MATERIAL SUPPLIED:
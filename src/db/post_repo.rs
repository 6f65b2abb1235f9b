// src/db/post_repo.rs

use async_trait::async_trait;
use sqlx::PgPool;
use uuid::Uuid;

use crate::{
    common::error::AppError,
    models::post::{NewPost, Post},
};

#[async_trait]
pub trait PostRepository: Send + Sync {
    async fn create_post(&self, post: NewPost) -> Result<Post, AppError>;

    async fn list_by_company_email(&self, email: &str) -> Result<Vec<Post>, AppError>;

    async fn list_by_business(&self, business_id: Uuid) -> Result<Vec<Post>, AppError>;
}

#[derive(Clone)]
pub struct PgPostRepository {
    pool: PgPool,
}

impl PgPostRepository {
    pub fn new(pool: PgPool) -> Self {
        Self { pool }
    }
}

#[async_trait]
impl PostRepository for PgPostRepository {
    async fn create_post(&self, post: NewPost) -> Result<Post, AppError> {
        let created = sqlx::query_as::<_, Post>(
            r#"
            INSERT INTO posts (id, business_id, title, content, company_name, company_email, color)
            VALUES ($1, $2, $3, $4, $5, $6, $7)
            RETURNING *
            "#,
        )
        .bind(Uuid::new_v4())
        .bind(post.business_id)
        .bind(&post.title)
        .bind(&post.content)
        .bind(&post.company_name)
        .bind(&post.company_email)
        .bind(&post.color)
        .fetch_one(&self.pool)
        .await?;

        Ok(created)
    }

    async fn list_by_company_email(&self, email: &str) -> Result<Vec<Post>, AppError> {
        let posts = sqlx::query_as::<_, Post>(
            "SELECT * FROM posts WHERE company_email = $1 ORDER BY created_at DESC",
        )
        .bind(email)
        .fetch_all(&self.pool)
        .await?;

        Ok(posts)
    }

    async fn list_by_business(&self, business_id: Uuid) -> Result<Vec<Post>, AppError> {
        let posts = sqlx::query_as::<_, Post>(
            "SELECT * FROM posts WHERE business_id = $1 ORDER BY created_at DESC",
        )
        .bind(business_id)
        .fetch_all(&self.pool)
        .await?;

        Ok(posts)
    }
}
// src/config.rs

use std::{env, str::FromStr, time::Duration};

use anyhow::{anyhow, Context};
use sqlx::{postgres::PgPoolOptions, PgPool};

use crate::{
    common::i18n::I18nStore,
    db::Repositories,
    services::{
        auth::AuthService, business_service::BusinessService, dashboard_service::DashboardService,
        messaging_service::MessagingService, order_service::OrderService, post_service::PostService,
        review_service::ReviewService,
    },
};

pub const DEFAULT_BIND_ADDR: &str = "0.0.0.0:3000";
pub const DEFAULT_MAX_CONNECTIONS: u32 = 5;
pub const DEFAULT_TOKEN_TTL_DAYS: i64 = 7;

/// Onde os dados ficam guardados.
#[derive(Debug, Clone, Copy, PartialEq, Eq)]
pub enum StoreBackend {
    Postgres,
    Memory,
}

impl FromStr for StoreBackend {
    type Err = anyhow::Error;

    fn from_str(s: &str) -> Result<Self, Self::Err> {
        match s.trim().to_lowercase().as_str() {
            "postgres" => Ok(StoreBackend::Postgres),
            "memory" => Ok(StoreBackend::Memory),
            other => Err(anyhow!("STORE_BACKEND desconhecido: '{}' (use postgres ou memory)", other)),
        }
    }
}

/// Configuração lida do ambiente (e do `.env`, se existir).
#[derive(Debug, Clone)]
pub struct Config {
    pub database_url: Option<String>,
    pub jwt_secret: String,
    pub bind_addr: String,
    pub store_backend: StoreBackend,
    pub db_max_connections: u32,
    pub bcrypt_cost: u32,
    pub token_ttl_days: i64,
}

impl Config {
    pub fn from_env() -> anyhow::Result<Self> {
        dotenvy::dotenv().ok();

        let store_backend = match env::var("STORE_BACKEND") {
            Ok(value) => value.parse()?,
            Err(_) => StoreBackend::Postgres,
        };

        let database_url = env::var("DATABASE_URL").ok();
        if store_backend == StoreBackend::Postgres && database_url.is_none() {
            return Err(anyhow!("DATABASE_URL deve ser definida quando STORE_BACKEND=postgres"));
        }

        let jwt_secret = env::var("JWT_SECRET").context("JWT_SECRET deve ser definido")?;

        Ok(Self {
            database_url,
            jwt_secret,
            bind_addr: env::var("BIND_ADDR").unwrap_or_else(|_| DEFAULT_BIND_ADDR.to_string()),
            store_backend,
            db_max_connections: parse_var("DB_MAX_CONNECTIONS", DEFAULT_MAX_CONNECTIONS)?,
            bcrypt_cost: parse_var("BCRYPT_COST", bcrypt::DEFAULT_COST)?,
            token_ttl_days: parse_var("TOKEN_TTL_DAYS", DEFAULT_TOKEN_TTL_DAYS)?,
        })
    }

    /// Configuração para testes: store em memória e bcrypt barato.
    pub fn for_tests() -> Self {
        Self {
            database_url: None,
            jwt_secret: "segredo-de-teste".into(),
            bind_addr: DEFAULT_BIND_ADDR.into(),
            store_backend: StoreBackend::Memory,
            db_max_connections: DEFAULT_MAX_CONNECTIONS,
            bcrypt_cost: 4,
            token_ttl_days: 1,
        }
    }
}

fn parse_var<T>(name: &str, default: T) -> anyhow::Result<T>
where
    T: FromStr,
    T::Err: std::fmt::Display,
{
    match env::var(name) {
        Ok(raw) => raw
            .trim()
            .parse()
            .map_err(|e| anyhow!("{} inválido ('{}'): {}", name, raw, e)),
        Err(_) => Ok(default),
    }
}

#[derive(Clone)]
pub struct AppState {
    pub db_pool: Option<PgPool>,
    pub i18n_store: I18nStore,
    pub auth_service: AuthService,
    pub business_service: BusinessService,
    pub order_service: OrderService,
    pub messaging_service: MessagingService,
    pub review_service: ReviewService,
    pub post_service: PostService,
    pub dashboard_service: DashboardService,
}

impl AppState {
    pub async fn new(config: &Config) -> anyhow::Result<Self> {
        match config.store_backend {
            StoreBackend::Memory => {
                tracing::warn!("⚠️ Usando o store em memória: os dados somem ao reiniciar");
                Ok(Self::in_memory(config))
            }
            StoreBackend::Postgres => {
                let database_url = config
                    .database_url
                    .as_deref()
                    .ok_or_else(|| anyhow!("DATABASE_URL deve ser definida"))?;

                // Conecta ao banco de dados, usando '?' para propagar erros
                let db_pool = PgPoolOptions::new()
                    .max_connections(config.db_max_connections)
                    .acquire_timeout(Duration::from_secs(3))
                    .connect(database_url)
                    .await?;

                tracing::info!("✅ Conexão com o banco de dados estabelecida com sucesso!");

                let mut state = Self::from_repositories(Repositories::postgres(db_pool.clone()), config);
                state.db_pool = Some(db_pool);
                Ok(state)
            }
        }
    }

    pub fn in_memory(config: &Config) -> Self {
        Self::from_repositories(Repositories::in_memory(), config)
    }

    // --- Monta o grafo de dependências ---
    pub fn from_repositories(repos: Repositories, config: &Config) -> Self {
        let auth_service = AuthService::new(
            repos.users.clone(),
            config.jwt_secret.clone(),
            config.bcrypt_cost,
            chrono::Duration::days(config.token_ttl_days),
        );
        let business_service = BusinessService::new(repos.businesses.clone(), repos.reviews.clone());
        let messaging_service = MessagingService::new(repos.messages.clone(), repos.users.clone());
        let order_service = OrderService::new(
            repos.orders.clone(),
            business_service.clone(),
            messaging_service.clone(),
        );
        let review_service = ReviewService::new(repos.reviews.clone(), repos.businesses.clone());
        let post_service = PostService::new(repos.posts.clone(), business_service.clone());
        let dashboard_service = DashboardService::new(
            repos.orders.clone(),
            repos.reviews.clone(),
            business_service.clone(),
        );

        Self {
            db_pool: None,
            i18n_store: I18nStore::new(),
            auth_service,
            business_service,
            order_service,
            messaging_service,
            review_service,
            post_service,
            dashboard_service,
        }
    }
}

#[cfg(test)]
mod tests {
    use super::*;

    #[test]
    fn store_backend_parses_case_insensitively() {
        assert_eq!("Memory".parse::<StoreBackend>().unwrap(), StoreBackend::Memory);
        assert_eq!(" postgres ".parse::<StoreBackend>().unwrap(), StoreBackend::Postgres);
        assert!("redis".parse::<StoreBackend>().is_err());
    }
}
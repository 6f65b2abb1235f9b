// src/services/dashboard_service.rs

use std::{collections::{HashMap, HashSet}, sync::Arc};

use rust_decimal::Decimal;
use uuid::Uuid;

use crate::{
    common::error::AppError,
    db::{OrderRepository, ReviewRepository},
    models::{
        auth::User,
        dashboard::{DashboardSummary, TopProductEntry},
        order::{Order, OrderStatusFilter},
        review::Review,
    },
    services::{business_service::BusinessService, review_service::average_rating},
};

pub const TOP_PRODUCTS_LIMIT: usize = 5;

pub fn summarize(orders: &[Order], reviews: &[Review]) -> DashboardSummary {
    let fulfilled: Vec<&Order> = orders.iter().filter(|o| o.fulfilled).collect();
    let customers: HashSet<Uuid> = orders.iter().map(|o| o.customer_id).collect();

    DashboardSummary {
        total_orders: orders.len(),
        pending_orders: orders.len() - fulfilled.len(),
        fulfilled_orders: fulfilled.len(),
        fulfilled_revenue: fulfilled.iter().map(|o| o.product_price).sum(),
        distinct_customers: customers.len(),
        review_count: reviews.len(),
        average_rating: average_rating(reviews),
    }
}

/// Ranking por número de pedidos; empate decidido pela receita e depois pelo nome.
pub fn rank_products(orders: &[Order], limit: usize) -> Vec<TopProductEntry> {
    let mut by_product: HashMap<Uuid, TopProductEntry> = HashMap::new();
    for order in orders {
        let entry = by_product.entry(order.product_id).or_insert_with(|| TopProductEntry {
            product_id: order.product_id,
            product_name: order.product_name.clone(),
            order_count: 0,
            total_revenue: Decimal::ZERO,
        });
        entry.order_count += 1;
        entry.total_revenue += order.product_price;
    }

    let mut ranking: Vec<TopProductEntry> = by_product.into_values().collect();
    ranking.sort_by(|a, b| {
        b.order_count
            .cmp(&a.order_count)
            .then(b.total_revenue.cmp(&a.total_revenue))
            .then(a.product_name.cmp(&b.product_name))
    });
    ranking.truncate(limit);
    ranking
}

#[derive(Clone)]
pub struct DashboardService {
    orders: Arc<dyn OrderRepository>,
    reviews: Arc<dyn ReviewRepository>,
    business_service: BusinessService,
}

impl DashboardService {
    pub fn new(
        orders: Arc<dyn OrderRepository>,
        reviews: Arc<dyn ReviewRepository>,
        business_service: BusinessService,
    ) -> Self {
        Self { orders, reviews, business_service }
    }

    pub async fn get_summary(&self, owner: &User) -> Result<DashboardSummary, AppError> {
        let business = self.business_service.business_of(owner).await?;
        let orders = self.orders.list_for_business(business.id, OrderStatusFilter::All).await?;
        let reviews = self.reviews.list_for_business(business.id).await?;
        Ok(summarize(&orders, &reviews))
    }

    pub async fn get_top_products(&self, owner: &User) -> Result<Vec<TopProductEntry>, AppError> {
        let business = self.business_service.business_of(owner).await?;
        let orders = self.orders.list_for_business(business.id, OrderStatusFilter::All).await?;
        Ok(rank_products(&orders, TOP_PRODUCTS_LIMIT))
    }
}

#[cfg(test)]
mod tests {
    use super::*;
    use crate::services::test_support::{new_business, World};

    #[tokio::test]
    async fn summary_counts_orders_revenue_and_reviews() {
        let world = World::new();
        let (owner, business) = world.business("loja@x.com", new_business("Loja", "food")).await;
        let biryani = world.product(&owner, business.id, "Biryani", 1250).await;
        let chai = world.product(&owner, business.id, "Chai", 300).await;
        let ana = world.customer("ana@x.com").await;
        let bia = world.customer("bia@x.com").await;

        let first = world.order_service.place_order(&ana, business.id, biryani.id).await.unwrap();
        world.order_service.place_order(&ana, business.id, chai.id).await.unwrap();
        world.order_service.place_order(&bia, business.id, chai.id).await.unwrap();
        world.order_service.fulfill_order(&owner, business.id, first.id).await.unwrap();
        world
            .review_service
            .submit_review(&bia, business.id, 4, "gostei", None)
            .await
            .unwrap();

        let summary = world.dashboard_service.get_summary(&owner).await.unwrap();
        assert_eq!(summary.total_orders, 3);
        assert_eq!(summary.pending_orders, 2);
        assert_eq!(summary.fulfilled_orders, 1);
        assert_eq!(summary.fulfilled_revenue, Decimal::new(1250, 2));
        assert_eq!(summary.distinct_customers, 2);
        assert_eq!(summary.review_count, 1);
        assert_eq!(summary.average_rating, 4.0);

        let top = world.dashboard_service.get_top_products(&owner).await.unwrap();
        assert_eq!(top.len(), 2);
        assert_eq!(top[0].product_name, "Chai");
        assert_eq!(top[0].order_count, 2);
        assert_eq!(top[0].total_revenue, Decimal::new(600, 2));
    }

    #[tokio::test]
    async fn empty_business_has_a_zeroed_summary() {
        let world = World::new();
        let (owner, _) = world.business("loja@x.com", new_business("Loja", "food")).await;

        let summary = world.dashboard_service.get_summary(&owner).await.unwrap();
        assert_eq!(summary.total_orders, 0);
        assert_eq!(summary.fulfilled_revenue, Decimal::ZERO);
        assert_eq!(summary.average_rating, 0.0);
        assert!(world.dashboard_service.get_top_products(&owner).await.unwrap().is_empty());
    }
}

WHAT YOU SHOULD DO:
Say how many lines in the records contain the word "services". Nothing but the number is required.

REPLY TO THE TASK:
4